Division III Criminal Court Judge Boyd Patterson fleshed out Hamilton County’s new Veterans Treatment Court Monday night at Champy’s in East Ridge, where he spoke to the Hamilton County Pachyderm Club.

About 10 years in the making, the program was announced in December by Hamilton County Mayor Weston Wamp, who funded a case manager to administer the court.

“I’m especially grateful to Mayor Wamp,” Judge Patterson said. “That puts us way ahead.”

The county has more military veterans than most, Judge Patterson said: 23,000, or seven percent of the population.

The county Veterans Services Office, led by Chuck Alsobrook, has been expanded as well, he said.
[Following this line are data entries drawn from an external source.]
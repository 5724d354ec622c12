//! Per-instance connection registry.

use std::sync::Arc;

use dashmap::DashMap;
use herald_core::{HandleId, RecipientKey};
use tracing::debug;

use super::handle::{CloseReason, PushHandle, TransportKind};

/// Everything registered under one recipient key.
#[derive(Default)]
struct Slot {
    /// Exclusive: a new duplex handle replaces the old one.
    duplex: Option<Arc<PushHandle>>,
    /// Shared: every open stream (e.g. one per browser tab).
    streams: Vec<Arc<PushHandle>>,
}

impl Slot {
    fn is_empty(&self) -> bool {
        self.duplex.is_none() && self.streams.is_empty()
    }

    fn len(&self) -> usize {
        usize::from(self.duplex.is_some()) + self.streams.len()
    }

    fn snapshot(&self) -> Vec<Arc<PushHandle>> {
        self.duplex.iter().chain(self.streams.iter()).cloned().collect()
    }
}

/// In-memory map from recipient key to live handles.
///
/// Sharded (`DashMap`), so mutations on unrelated keys never contend. Lookups
/// return snapshots; no lock is held while callers deliver. The registry never
/// closes handles itself: a handle displaced by [`register`](Self::register) is
/// returned for the caller to close.
#[derive(Default)]
pub struct ConnectionRegistry {
    slots: DashMap<RecipientKey, Slot>,
}

impl ConnectionRegistry {
    /// Create an empty registry.
    pub fn new() -> Self {
        Self::default()
    }

    /// Register `handle` under its key.
    ///
    /// Duplex handles replace any existing duplex handle for the key, which is
    /// returned. Stream handles are added alongside existing ones.
    pub fn register(&self, handle: Arc<PushHandle>) -> Option<Arc<PushHandle>> {
        let mut slot = self.slots.entry(handle.key().clone()).or_default();
        match handle.transport() {
            TransportKind::Duplex => {
                let displaced = slot.duplex.replace(handle);
                if let Some(old) = &displaced {
                    debug!(recipient = %old.key(), handle_id = %old.id(), "duplex handle displaced");
                }
                displaced
            }
            TransportKind::Stream => {
                slot.streams.push(handle);
                None
            }
        }
    }

    /// Remove exactly the handle `id` under `key`. Returns whether it was present.
    ///
    /// The key entry is dropped once its last handle is gone. Unknown keys and
    /// handles are a no-op.
    pub fn unregister(&self, key: &RecipientKey, id: &HandleId) -> bool {
        let removed = match self.slots.get_mut(key) {
            Some(mut slot) => {
                if slot.duplex.as_ref().is_some_and(|h| h.id() == id) {
                    slot.duplex = None;
                    true
                } else {
                    let before = slot.streams.len();
                    slot.streams.retain(|h| h.id() != id);
                    slot.streams.len() != before
                }
            }
            None => return false,
        };
        // re-checked under the shard lock; a concurrent register keeps the entry
        let _ = self.slots.remove_if(key, |_, slot| slot.is_empty());
        removed
    }

    /// Snapshot of every handle under `key`.
    pub fn lookup(&self, key: &RecipientKey) -> Vec<Arc<PushHandle>> {
        self.slots.get(key).map(|slot| slot.snapshot()).unwrap_or_default()
    }

    /// Whether `key` has any handle on this instance.
    pub fn contains_key(&self, key: &RecipientKey) -> bool {
        self.slots.contains_key(key)
    }

    /// Snapshot of every handle on this instance.
    pub fn handles(&self) -> Vec<Arc<PushHandle>> {
        self.slots.iter().flat_map(|slot| slot.snapshot()).collect()
    }

    /// Number of recipients with at least one handle.
    pub fn key_count(&self) -> usize {
        self.slots.len()
    }

    /// Number of handles across all recipients.
    pub fn handle_count(&self) -> usize {
        self.slots.iter().map(|slot| slot.len()).sum()
    }

    /// Close every registered handle. Returns how many were newly closed.
    ///
    /// Handles stay registered until their own lifecycle unregisters them.
    pub fn close_all(&self, reason: CloseReason) -> usize {
        self.handles().into_iter().filter(|h| h.close(reason)).count()
    }
}

#[cfg(test)]
mod tests {
    use herald_core::Identity;

    use super::*;

    fn handle(key: &str, transport: TransportKind) -> Arc<PushHandle> {
        PushHandle::new(&Identity::new(key, "s"), transport, 8).0
    }

    fn key(k: &str) -> RecipientKey {
        RecipientKey::from(k)
    }

    #[test]
    fn duplex_register_replaces() {
        let reg = ConnectionRegistry::new();
        let first = handle("a", TransportKind::Duplex);
        let second = handle("a", TransportKind::Duplex);

        assert!(reg.register(first.clone()).is_none());
        let displaced = reg.register(second.clone()).unwrap();
        assert_eq!(displaced.id(), first.id());

        let found = reg.lookup(&key("a"));
        assert_eq!(found.len(), 1);
        assert_eq!(found[0].id(), second.id());
    }

    #[test]
    fn stream_register_accumulates() {
        let reg = ConnectionRegistry::new();
        let handles: Vec<_> = (0..4).map(|_| handle("b", TransportKind::Stream)).collect();
        for h in &handles {
            assert!(reg.register(h.clone()).is_none());
        }
        assert_eq!(reg.lookup(&key("b")).len(), 4);

        assert!(reg.unregister(&key("b"), handles[1].id()));
        let rest: Vec<_> = reg.lookup(&key("b")).iter().map(|h| h.id().clone()).collect();
        assert_eq!(rest.len(), 3);
        assert!(!rest.contains(handles[1].id()));
    }

    #[test]
    fn unregister_is_idempotent() {
        let reg = ConnectionRegistry::new();
        let h = handle("c", TransportKind::Duplex);
        let _ = reg.register(h.clone());

        assert!(reg.unregister(&key("c"), h.id()));
        assert!(!reg.unregister(&key("c"), h.id()));
        assert!(!reg.contains_key(&key("c")));
        assert!(!reg.unregister(&key("never"), h.id()));
    }

    #[test]
    fn displaced_duplex_unregister_keeps_replacement() {
        let reg = ConnectionRegistry::new();
        let old = handle("d", TransportKind::Duplex);
        let new = handle("d", TransportKind::Duplex);
        let _ = reg.register(old.clone());
        let _ = reg.register(new.clone());

        // the displaced socket's close path must not evict its successor
        assert!(!reg.unregister(&key("d"), old.id()));
        assert_eq!(reg.lookup(&key("d"))[0].id(), new.id());
    }

    #[test]
    fn both_transports_share_a_key() {
        let reg = ConnectionRegistry::new();
        let ws = handle("e", TransportKind::Duplex);
        let sse = handle("e", TransportKind::Stream);
        let _ = reg.register(ws.clone());
        let _ = reg.register(sse.clone());

        assert_eq!(reg.lookup(&key("e")).len(), 2);
        assert!(reg.unregister(&key("e"), ws.id()));
        assert!(reg.contains_key(&key("e")));
        assert!(reg.unregister(&key("e"), sse.id()));
        assert!(!reg.contains_key(&key("e")));
    }

    #[test]
    fn lookup_is_a_snapshot() {
        let reg = ConnectionRegistry::new();
        let h = handle("f", TransportKind::Stream);
        let _ = reg.register(h.clone());
        let snapshot = reg.lookup(&key("f"));
        let _ = reg.unregister(&key("f"), h.id());
        assert_eq!(snapshot.len(), 1);
        assert!(reg.lookup(&key("f")).is_empty());
    }

    #[test]
    fn counts_and_handles() {
        let reg = ConnectionRegistry::new();
        let _ = reg.register(handle("a", TransportKind::Duplex));
        let _ = reg.register(handle("b", TransportKind::Stream));
        let _ = reg.register(handle("b", TransportKind::Stream));
        assert_eq!(reg.key_count(), 2);
        assert_eq!(reg.handle_count(), 3);
        assert_eq!(reg.handles().len(), 3);
    }

    #[test]
    fn close_all_closes_each_once() {
        let reg = ConnectionRegistry::new();
        let a = handle("a", TransportKind::Duplex);
        let b = handle("b", TransportKind::Stream);
        let _ = reg.register(a.clone());
        let _ = reg.register(b.clone());
        let _ = b.close(CloseReason::Normal);

        assert_eq!(reg.close_all(CloseReason::GoingAway), 1);
        assert_eq!(a.close_reason(), Some(CloseReason::GoingAway));
        assert_eq!(b.close_reason(), Some(CloseReason::Normal));
    }

    #[tokio::test]
    async fn concurrent_register_unregister_leaves_no_stale_entries() {
        let reg = Arc::new(ConnectionRegistry::new());
        let mut tasks = Vec::new();
        for i in 0..64 {
            let reg = reg.clone();
            tasks.push(tokio::spawn(async move {
                let k = format!("user{}", i % 8);
                let h = handle(&k, TransportKind::Stream);
                let _ = reg.register(h.clone());
                tokio::task::yield_now().await;
                assert!(reg.unregister(h.key(), h.id()));
            }));
        }
        for t in tasks {
            t.await.unwrap();
        }
        assert_eq!(reg.key_count(), 0);
        assert_eq!(reg.handle_count(), 0);
    }
}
Veterans treatment court serves to unify and maximize the county’s dozen or so services for veterans, and loops in private organizations, too, which Judge Patterson called “heroes.”

He said many military veterans suffer from post-traumatic stress syndrome or a brain injury, causing them to lose control in normal situations.

“It’s no real surprise that a lot of them end up in court,” Judge Patterson said.

“That doesn’t excuse what they did,” he said. “It certainly explains it.”

The support network focuses on a veteran’s issue, such as staying on medication.

“Suddenly we don’t have a criminal problem with them anymore,” Judge Patterson said.

Judge Patterson said the court has had many advocates since 2015, with central formation from General Sessions Court Judge Gary Starnes and retired Air Force Colonel Chris Dooley.

Col. Dooley founded Hamilton County Mentors 4 Veterans in 2016 and was awarded the 2023 Col. Steve Strobridge Legislative Award by the Chattanooga Chapter of the Military Officers Association of America.

Their effort stalled during the pandemic, but Judge Patterson’s election to the bench in 2022 greased the wheels.

“Guess what,” he said. “People started returning my phone calls. Basically, we got the band back together again.”

He said medical doctors, psychologists and home communities certainly have come a long way from the shell shock or battle fatigue discourse that surfaced after World War I, and veterans and police no longer wait 30 years to discuss their mental health, he said.

While veterans and police have paved the way to break the taboo, Judge Patterson said that firefighters are still marginalized.

“There’s only so many times you can pull a dead body out of a car before you take it home with you,” he said.

A member of the audience asked Judge Patterson how he copes with graphic images presented as evidence in murder cases.

“The way that I’ve dealt with it is to focus on the legal significance,” he said. “There are no photos that are introduced for shock value.”

Judge Patterson praised District 11 for hiring dedicated prosecutors for gang, child abuse and domestic violence crimes, and he helped establish the mental health court and juvenile court.

These specializations help get to the heart of the matter: psychology, he said.

The UTC psychology major said psychology and law overlap in murder cases. From lethal injection to walking free, “It all deals with the frame of mind,” he said.

At-risk youth today have “present” traumatic stress disorder, he said.